Think of it. We communicate our thoughts to other humans using our voices to form words. Those sounds can, and usually do, correlate to marks we make to record our thoughts in a more permanent fashion. As others look at those marks, the meaning we intended is conveyed to the reader of the marks. In ancient times, the marks would be pictorial as people used sticks burned to charcoal or minerals ground to powder to create images –marks- to tell others something of importance. The hieroglyphs of ancient Egyptians, the cuneiform wedges pressed into soft clay, the inky swirls of Sanskrit brush strokes all carry meaning from the minds of those who made the marks to those who read them then and now-even after millennia have passed. Whether the marks are pictorial or letter form, the maker of the mark is sharing abstract thoughts.

Consider these marks.

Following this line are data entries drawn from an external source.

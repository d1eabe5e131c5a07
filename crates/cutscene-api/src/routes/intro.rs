//! Routes for the intro scene.

use axum::extract::{Query, State};
use axum::routing::get;
use axum::{Json, Router};
use cutscene_core::error::DomainError;
use cutscene_intro::application::query_handlers::{self, IntroTimelineView};
use serde::Deserialize;

use crate::config::MAX_TICK_MS;
use crate::error::ApiError;
use crate::state::AppState;

/// Query string for GET /timeline.
#[derive(Debug, Default, Deserialize)]
pub struct TimelineQuery {
    /// Overrides the configured tick interval; must be in
    /// `1..=MAX_TICK_MS`.
    pub tick_ms: Option<u64>,
}

/// GET /timeline
async fn get_timeline(
    State(state): State<AppState>,
    Query(query): Query<TimelineQuery>,
) -> Result<Json<IntroTimelineView>, ApiError> {
    let mut pacing = state.pacing;
    if let Some(tick_ms) = query.tick_ms {
        if !(1..=MAX_TICK_MS).contains(&tick_ms) {
            return Err(DomainError::Validation(format!("tick_ms must be between 1 and {MAX_TICK_MS}")).into());
        }
        pacing.tick_ms = tick_ms;
    }
    Ok(Json(query_handlers::get_intro_timeline(
        state.content.source.as_ref(),
        pacing.intro_config(),
    )))
}

/// Returns the router for the intro scene.
pub fn router() -> Router<AppState> {
    Router::new().route("/timeline", get(get_timeline))
}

Any guess as to their meaning?

When I made the marks to form these words, you were able to read my marks and think what the writer of the Psalm nearly 4000 years ago thought and wrote. I was able to share what was in my mind by making marks on the paper and showing you the result. The words are ones that were in the mind of the Psalmist (probably King David) four millennia ago! And even more amazing is that the thoughts are actually the thoughts of God Himself, communicated to us—David, me and you and all other readers of this Scripture.

 

Because we are made in the image of God, we are beings who are able to communicate with one another. We can do this by forming and speaking words. But we can also make marks—write or draw—the thoughts of our minds and people yet unborn can and may be able to think and hear from us. God has given us His own thoughts. He actually wrote them with His finger when He delivered the tablets of the Law (the 10 Commandments) to Moses on Mt. Sinai. The Holy Spirit inspired men to write as He moved them, and thus God continued to direct the mark-making, meaning-giving, wonder of words.

 

Here we are, millennia after the marks were first made, able to read and know the mind of God. As we look at each mark on the page, whether on the lightweight page of a printed Bible or on the glowing screen of a phone, the meaning comes unmistakable over the ages. And if you like writing by hand as much as I do, you are able to make marks that put down those very words right there in front of yourself. God’s thoughts, your writing, and your heart’s thoughts all tied together. All because of marks!

QUESTION: Are you finding meaning in the marks on the pages of Scripture?